→ EXERCISE DATA
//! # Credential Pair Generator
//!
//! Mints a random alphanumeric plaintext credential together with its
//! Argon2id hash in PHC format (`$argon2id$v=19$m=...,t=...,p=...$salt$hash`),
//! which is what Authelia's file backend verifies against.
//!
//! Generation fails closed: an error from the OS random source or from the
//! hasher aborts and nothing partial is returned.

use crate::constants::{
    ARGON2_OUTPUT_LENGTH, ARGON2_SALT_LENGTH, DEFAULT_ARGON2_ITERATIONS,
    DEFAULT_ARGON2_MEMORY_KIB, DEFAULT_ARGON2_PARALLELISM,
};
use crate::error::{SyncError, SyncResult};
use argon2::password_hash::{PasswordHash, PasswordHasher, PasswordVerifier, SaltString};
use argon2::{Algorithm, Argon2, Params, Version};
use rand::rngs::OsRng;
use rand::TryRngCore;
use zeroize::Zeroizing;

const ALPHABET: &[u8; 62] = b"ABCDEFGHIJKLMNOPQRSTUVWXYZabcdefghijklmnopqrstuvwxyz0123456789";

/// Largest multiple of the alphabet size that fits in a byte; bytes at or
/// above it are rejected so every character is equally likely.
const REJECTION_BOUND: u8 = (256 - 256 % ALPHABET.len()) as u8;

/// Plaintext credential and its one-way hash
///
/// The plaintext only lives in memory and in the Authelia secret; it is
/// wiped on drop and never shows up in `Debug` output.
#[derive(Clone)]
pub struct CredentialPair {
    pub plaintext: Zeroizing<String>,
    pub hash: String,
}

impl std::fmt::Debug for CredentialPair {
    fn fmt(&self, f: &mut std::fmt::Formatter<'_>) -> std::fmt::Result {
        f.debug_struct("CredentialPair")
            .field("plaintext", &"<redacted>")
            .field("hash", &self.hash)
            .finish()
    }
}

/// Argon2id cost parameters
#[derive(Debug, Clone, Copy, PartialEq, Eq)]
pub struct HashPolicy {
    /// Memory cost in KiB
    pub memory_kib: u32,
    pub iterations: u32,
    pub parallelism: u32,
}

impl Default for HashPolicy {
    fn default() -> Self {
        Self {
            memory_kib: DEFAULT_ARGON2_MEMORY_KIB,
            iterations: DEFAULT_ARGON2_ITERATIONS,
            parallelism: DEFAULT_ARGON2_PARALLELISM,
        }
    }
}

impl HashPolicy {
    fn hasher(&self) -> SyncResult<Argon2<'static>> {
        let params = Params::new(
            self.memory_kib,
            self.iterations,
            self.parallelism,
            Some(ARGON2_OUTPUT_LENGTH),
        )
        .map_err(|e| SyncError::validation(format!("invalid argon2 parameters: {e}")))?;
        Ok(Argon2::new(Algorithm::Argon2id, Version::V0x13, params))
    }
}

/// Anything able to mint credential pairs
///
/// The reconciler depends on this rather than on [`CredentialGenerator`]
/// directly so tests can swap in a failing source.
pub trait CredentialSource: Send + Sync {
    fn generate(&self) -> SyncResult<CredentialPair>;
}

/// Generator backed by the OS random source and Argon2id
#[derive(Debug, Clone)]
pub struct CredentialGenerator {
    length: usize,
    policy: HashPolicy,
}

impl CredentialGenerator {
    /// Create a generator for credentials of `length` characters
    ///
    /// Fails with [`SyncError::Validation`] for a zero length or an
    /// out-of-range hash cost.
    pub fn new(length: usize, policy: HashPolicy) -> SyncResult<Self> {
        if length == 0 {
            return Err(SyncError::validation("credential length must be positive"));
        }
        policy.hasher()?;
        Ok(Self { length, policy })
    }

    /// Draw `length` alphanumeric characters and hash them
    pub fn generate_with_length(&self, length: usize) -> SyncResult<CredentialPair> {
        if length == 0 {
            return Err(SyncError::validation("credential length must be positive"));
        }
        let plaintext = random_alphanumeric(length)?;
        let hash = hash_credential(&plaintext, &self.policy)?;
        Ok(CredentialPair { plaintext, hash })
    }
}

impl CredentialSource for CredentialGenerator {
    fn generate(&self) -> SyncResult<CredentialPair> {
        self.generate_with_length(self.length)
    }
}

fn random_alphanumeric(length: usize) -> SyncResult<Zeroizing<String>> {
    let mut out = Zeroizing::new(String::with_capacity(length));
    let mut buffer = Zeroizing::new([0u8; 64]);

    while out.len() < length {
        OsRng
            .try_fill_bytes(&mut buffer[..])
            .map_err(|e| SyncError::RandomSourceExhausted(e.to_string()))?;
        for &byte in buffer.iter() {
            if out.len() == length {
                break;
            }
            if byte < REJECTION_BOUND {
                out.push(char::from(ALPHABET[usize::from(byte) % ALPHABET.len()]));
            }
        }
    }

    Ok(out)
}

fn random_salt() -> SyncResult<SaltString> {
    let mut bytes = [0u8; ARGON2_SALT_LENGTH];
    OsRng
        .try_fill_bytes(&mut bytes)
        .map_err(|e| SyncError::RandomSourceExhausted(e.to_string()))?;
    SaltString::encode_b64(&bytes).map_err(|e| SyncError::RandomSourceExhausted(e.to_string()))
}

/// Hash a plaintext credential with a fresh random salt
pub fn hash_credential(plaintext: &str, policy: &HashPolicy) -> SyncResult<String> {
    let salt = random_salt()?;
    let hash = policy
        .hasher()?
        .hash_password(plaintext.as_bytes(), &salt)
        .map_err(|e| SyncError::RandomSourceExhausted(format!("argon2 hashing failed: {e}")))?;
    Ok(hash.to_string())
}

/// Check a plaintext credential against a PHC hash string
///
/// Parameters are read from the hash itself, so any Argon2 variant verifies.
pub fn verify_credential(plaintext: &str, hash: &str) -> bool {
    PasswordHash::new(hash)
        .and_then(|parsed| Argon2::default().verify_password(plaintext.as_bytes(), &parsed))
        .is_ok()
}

→ THE TASK
Return all of the lines above exactly, with none omitted.

→ WRITTEN ANSWER
//! # Credential Pair Generator
//!
//! Mints a random alphanumeric plaintext credential together with its
//! Argon2id hash in PHC format (`$argon2id$v=19$m=...,t=...,p=...$salt$hash`),
//! which is what Authelia's file backend verifies against.
//!
//! Generation fails closed: an error from the OS random source or from the
//! hasher aborts and nothing partial is returned.

use crate::constants::{
    ARGON2_OUTPUT_LENGTH, ARGON2_SALT_LENGTH, DEFAULT_ARGON2_ITERATIONS,
    DEFAULT_ARGON2_MEMORY_KIB, DEFAULT_ARGON2_PARALLELISM,
};
use crate::error::{SyncError, SyncResult};
use argon2::password_hash::{PasswordHash, PasswordHasher, PasswordVerifier, SaltString};
use argon2::{Algorithm, Argon2, Params, Version};
use rand::rngs::OsRng;
use rand::TryRngCore;
use zeroize::Zeroizing;

const ALPHABET: &[u8; 62] = b"ABCDEFGHIJKLMNOPQRSTUVWXYZabcdefghijklmnopqrstuvwxyz0123456789";

/// Largest multiple of the alphabet size that fits in a byte; bytes at or
/// above it are rejected so every character is equally likely.
const REJECTION_BOUND: u8 = (256 - 256 % ALPHABET.len()) as u8;

/// Plaintext credential and its one-way hash
///
/// The plaintext only lives in memory and in the Authelia secret; it is
/// wiped on drop and never shows up in `Debug` output.
#[derive(Clone)]
pub struct CredentialPair {
    pub plaintext: Zeroizing<String>,
    pub hash: String,
}

impl std::fmt::Debug for CredentialPair {
    fn fmt(&self, f: &mut std::fmt::Formatter<'_>) -> std::fmt::Result {
        f.debug_struct("CredentialPair")
            .field("plaintext", &"<redacted>")
            .field("hash", &self.hash)
            .finish()
    }
}

/// Argon2id cost parameters
#[derive(Debug, Clone, Copy, PartialEq, Eq)]
pub struct HashPolicy {
    /// Memory cost in KiB
    pub memory_kib: u32,
    pub iterations: u32,
    pub parallelism: u32,
}

impl Default for HashPolicy {
    fn default() -> Self {
        Self {
            memory_kib: DEFAULT_ARGON2_MEMORY_KIB,
            iterations: DEFAULT_ARGON2_ITERATIONS,
            parallelism: DEFAULT_ARGON2_PARALLELISM,
        }
    }
}

impl HashPolicy {
    fn hasher(&self) -> SyncResult<Argon2<'static>> {
        let params = Params::new(
            self.memory_kib,
            self.iterations,
            self.parallelism,
            Some(ARGON2_OUTPUT_LENGTH),
        )
        .map_err(|e| SyncError::validation(format!("invalid argon2 parameters: {e}")))?;
        Ok(Argon2::new(Algorithm::Argon2id, Version::V0x13, params))
    }
}

/// Anything able to mint credential pairs
///
/// The reconciler depends on this rather than on [`CredentialGenerator`]
/// directly so tests can swap in a failing source.
pub trait CredentialSource: Send + Sync {
    fn generate(&self) -> SyncResult<CredentialPair>;
}

/// Generator backed by the OS random source and Argon2id
#[derive(Debug, Clone)]
pub struct CredentialGenerator {
    length: usize,
    policy: HashPolicy,
}

impl CredentialGenerator {
    /// Create a generator for credentials of `length` characters
    ///
    /// Fails with [`SyncError::Validation`] for a zero length or an
    /// out-of-range hash cost.
    pub fn new(length: usize, policy: HashPolicy) -> SyncResult<Self> {
        if length == 0 {
            return Err(SyncError::validation("credential length must be positive"));
        }
        policy.hasher()?;
        Ok(Self { length, policy })
    }

    /// Draw `length` alphanumeric characters and hash them
    pub fn generate_with_length(&self, length: usize) -> SyncResult<CredentialPair> {
        if length == 0 {
            return Err(SyncError::validation("credential length must be positive"));
        }
        let plaintext = random_alphanumeric(length)?;
        let hash = hash_credential(&plaintext, &self.policy)?;
        Ok(CredentialPair { plaintext, hash })
    }
}

impl CredentialSource for CredentialGenerator {
    fn generate(&self) -> SyncResult<CredentialPair> {
        self.generate_with_length(self.length)
    }
}

fn random_alphanumeric(length: usize) -> SyncResult<Zeroizing<String>> {
    let mut out = Zeroizing::new(String::with_capacity(length));
    let mut buffer = Zeroizing::new([0u8; 64]);

    while out.len() < length {
        OsRng
            .try_fill_bytes(&mut buffer[..])
            .map_err(|e| SyncError::RandomSourceExhausted(e.to_string()))?;
        for &byte in buffer.iter() {
            if out.len() == length {
                break;
            }
            if byte < REJECTION_BOUND {
                out.push(char::from(ALPHABET[usize::from(byte) % ALPHABET.len()]));
            }
        }
    }

    Ok(out)
}

fn random_salt() -> SyncResult<SaltString> {
    let mut bytes = [0u8; ARGON2_SALT_LENGTH];
    OsRng
        .try_fill_bytes(&mut bytes)
        .map_err(|e| SyncError::RandomSourceExhausted(e.to_string()))?;
    SaltString::encode_b64(&bytes).map_err(|e| SyncError::RandomSourceExhausted(e.to_string()))
}

/// Hash a plaintext credential with a fresh random salt
pub fn hash_credential(plaintext: &str, policy: &HashPolicy) -> SyncResult<String> {
    let salt = random_salt()?;
    let hash = policy
        .hasher()?
        .hash_password(plaintext.as_bytes(), &salt)
        .map_err(|e| SyncError::RandomSourceExhausted(format!("argon2 hashing failed: {e}")))?;
    Ok(hash.to_string())
}

/// Check a plaintext credential against a PHC hash string
///
/// Parameters are read from the hash itself, so any Argon2 variant verifies.
pub fn verify_credential(plaintext: &str, hash: &str) -> bool {
    PasswordHash::new(hash)
        .and_then(|parsed| Argon2::default().verify_password(plaintext.as_bytes(), &parsed))
        .is_ok()
}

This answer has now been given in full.